:: WORKING DATA ::

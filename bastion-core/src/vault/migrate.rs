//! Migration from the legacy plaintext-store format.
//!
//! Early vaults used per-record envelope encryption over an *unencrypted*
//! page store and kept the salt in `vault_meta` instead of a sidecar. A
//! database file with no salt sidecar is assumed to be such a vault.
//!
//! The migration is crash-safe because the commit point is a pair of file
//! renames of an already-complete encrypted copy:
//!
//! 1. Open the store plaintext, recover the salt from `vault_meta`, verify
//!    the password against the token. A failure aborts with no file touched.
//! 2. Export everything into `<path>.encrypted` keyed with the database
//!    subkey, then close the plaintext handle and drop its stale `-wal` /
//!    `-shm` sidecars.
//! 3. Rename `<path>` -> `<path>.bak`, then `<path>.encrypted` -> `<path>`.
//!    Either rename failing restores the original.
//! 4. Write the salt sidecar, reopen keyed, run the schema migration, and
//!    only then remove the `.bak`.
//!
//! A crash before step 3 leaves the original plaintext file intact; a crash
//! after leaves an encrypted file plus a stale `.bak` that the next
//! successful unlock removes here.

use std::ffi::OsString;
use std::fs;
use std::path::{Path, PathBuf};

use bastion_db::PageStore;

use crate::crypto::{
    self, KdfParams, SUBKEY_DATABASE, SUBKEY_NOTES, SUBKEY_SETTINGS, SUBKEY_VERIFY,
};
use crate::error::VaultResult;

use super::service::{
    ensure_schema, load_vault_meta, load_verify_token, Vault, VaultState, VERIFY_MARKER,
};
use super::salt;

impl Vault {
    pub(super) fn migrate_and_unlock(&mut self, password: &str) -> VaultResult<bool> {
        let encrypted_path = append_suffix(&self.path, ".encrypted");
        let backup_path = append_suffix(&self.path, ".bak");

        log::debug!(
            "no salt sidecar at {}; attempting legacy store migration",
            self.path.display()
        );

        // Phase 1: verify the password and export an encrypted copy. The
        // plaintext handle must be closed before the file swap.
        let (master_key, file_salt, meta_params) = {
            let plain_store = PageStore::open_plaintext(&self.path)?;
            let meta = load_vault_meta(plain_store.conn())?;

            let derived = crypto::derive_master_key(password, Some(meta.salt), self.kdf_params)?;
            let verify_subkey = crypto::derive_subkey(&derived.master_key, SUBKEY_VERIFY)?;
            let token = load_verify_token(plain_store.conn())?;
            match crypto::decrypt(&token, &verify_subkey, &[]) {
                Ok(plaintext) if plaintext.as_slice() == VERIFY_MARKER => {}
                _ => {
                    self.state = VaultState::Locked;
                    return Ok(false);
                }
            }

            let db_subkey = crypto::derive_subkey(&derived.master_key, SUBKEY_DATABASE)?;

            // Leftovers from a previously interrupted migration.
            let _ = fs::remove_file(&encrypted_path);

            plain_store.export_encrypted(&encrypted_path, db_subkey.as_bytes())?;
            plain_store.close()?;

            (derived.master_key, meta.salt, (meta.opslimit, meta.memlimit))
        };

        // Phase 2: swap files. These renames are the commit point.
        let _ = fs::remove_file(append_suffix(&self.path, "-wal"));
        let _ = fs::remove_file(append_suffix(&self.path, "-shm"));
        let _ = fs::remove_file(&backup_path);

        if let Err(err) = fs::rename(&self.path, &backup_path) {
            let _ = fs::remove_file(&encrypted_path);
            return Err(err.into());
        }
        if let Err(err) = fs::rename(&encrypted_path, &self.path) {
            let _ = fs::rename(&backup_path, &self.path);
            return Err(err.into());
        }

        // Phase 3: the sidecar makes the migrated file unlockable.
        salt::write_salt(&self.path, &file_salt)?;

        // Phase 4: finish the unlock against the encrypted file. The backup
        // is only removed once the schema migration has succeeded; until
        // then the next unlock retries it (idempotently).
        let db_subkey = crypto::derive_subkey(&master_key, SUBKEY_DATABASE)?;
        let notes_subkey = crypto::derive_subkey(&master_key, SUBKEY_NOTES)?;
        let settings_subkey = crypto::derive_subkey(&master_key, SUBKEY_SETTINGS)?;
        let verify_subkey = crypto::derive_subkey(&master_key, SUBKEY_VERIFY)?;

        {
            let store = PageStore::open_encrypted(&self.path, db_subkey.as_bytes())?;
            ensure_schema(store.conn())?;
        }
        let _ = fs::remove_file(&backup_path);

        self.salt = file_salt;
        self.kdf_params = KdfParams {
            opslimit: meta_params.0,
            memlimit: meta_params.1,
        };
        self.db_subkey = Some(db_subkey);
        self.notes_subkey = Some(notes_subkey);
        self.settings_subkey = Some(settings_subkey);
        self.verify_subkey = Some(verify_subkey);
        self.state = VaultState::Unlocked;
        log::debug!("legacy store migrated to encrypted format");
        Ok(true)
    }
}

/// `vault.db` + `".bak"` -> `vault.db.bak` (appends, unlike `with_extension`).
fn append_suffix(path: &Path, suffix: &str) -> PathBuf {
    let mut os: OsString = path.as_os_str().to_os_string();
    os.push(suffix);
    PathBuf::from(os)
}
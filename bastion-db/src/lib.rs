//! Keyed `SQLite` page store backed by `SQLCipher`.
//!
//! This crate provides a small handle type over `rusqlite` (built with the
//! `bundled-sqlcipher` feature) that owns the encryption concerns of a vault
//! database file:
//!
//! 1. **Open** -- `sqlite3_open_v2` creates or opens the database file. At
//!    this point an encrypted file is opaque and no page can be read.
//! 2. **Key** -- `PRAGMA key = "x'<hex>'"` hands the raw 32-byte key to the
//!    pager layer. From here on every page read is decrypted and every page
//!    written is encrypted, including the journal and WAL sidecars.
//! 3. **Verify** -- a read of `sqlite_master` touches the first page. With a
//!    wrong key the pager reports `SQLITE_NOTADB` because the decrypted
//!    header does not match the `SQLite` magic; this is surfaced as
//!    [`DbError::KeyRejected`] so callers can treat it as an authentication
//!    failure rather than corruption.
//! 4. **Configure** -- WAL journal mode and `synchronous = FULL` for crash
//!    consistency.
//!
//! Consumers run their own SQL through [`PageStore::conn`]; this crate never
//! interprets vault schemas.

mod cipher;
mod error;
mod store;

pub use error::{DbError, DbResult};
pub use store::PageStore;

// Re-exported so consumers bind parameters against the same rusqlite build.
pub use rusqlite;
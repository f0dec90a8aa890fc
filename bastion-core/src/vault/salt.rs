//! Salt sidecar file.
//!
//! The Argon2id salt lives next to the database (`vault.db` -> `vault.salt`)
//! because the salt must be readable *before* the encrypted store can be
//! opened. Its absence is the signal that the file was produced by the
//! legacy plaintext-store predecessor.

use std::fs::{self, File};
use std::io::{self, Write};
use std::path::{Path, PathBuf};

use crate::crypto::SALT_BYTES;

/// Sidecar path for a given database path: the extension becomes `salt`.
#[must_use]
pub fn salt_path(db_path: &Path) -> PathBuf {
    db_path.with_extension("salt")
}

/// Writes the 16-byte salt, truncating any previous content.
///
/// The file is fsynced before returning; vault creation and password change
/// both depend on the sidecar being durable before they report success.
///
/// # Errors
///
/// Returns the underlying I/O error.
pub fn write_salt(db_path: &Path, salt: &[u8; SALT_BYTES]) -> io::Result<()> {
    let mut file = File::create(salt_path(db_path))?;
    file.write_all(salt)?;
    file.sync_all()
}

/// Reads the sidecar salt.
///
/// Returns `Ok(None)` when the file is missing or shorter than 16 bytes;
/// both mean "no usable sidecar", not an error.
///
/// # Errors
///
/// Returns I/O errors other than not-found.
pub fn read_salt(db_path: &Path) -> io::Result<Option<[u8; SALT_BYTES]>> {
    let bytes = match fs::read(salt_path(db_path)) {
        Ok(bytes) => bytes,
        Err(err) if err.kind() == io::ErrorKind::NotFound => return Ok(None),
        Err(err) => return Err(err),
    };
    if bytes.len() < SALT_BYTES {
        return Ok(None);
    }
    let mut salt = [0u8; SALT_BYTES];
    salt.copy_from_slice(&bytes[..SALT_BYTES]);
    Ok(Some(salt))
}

:::

Please go through the entries and show every line with the word "DbError".

//!    [`DbError::KeyRejected`] so callers can treat it as an authentication
pub use error::{DbError, DbResult};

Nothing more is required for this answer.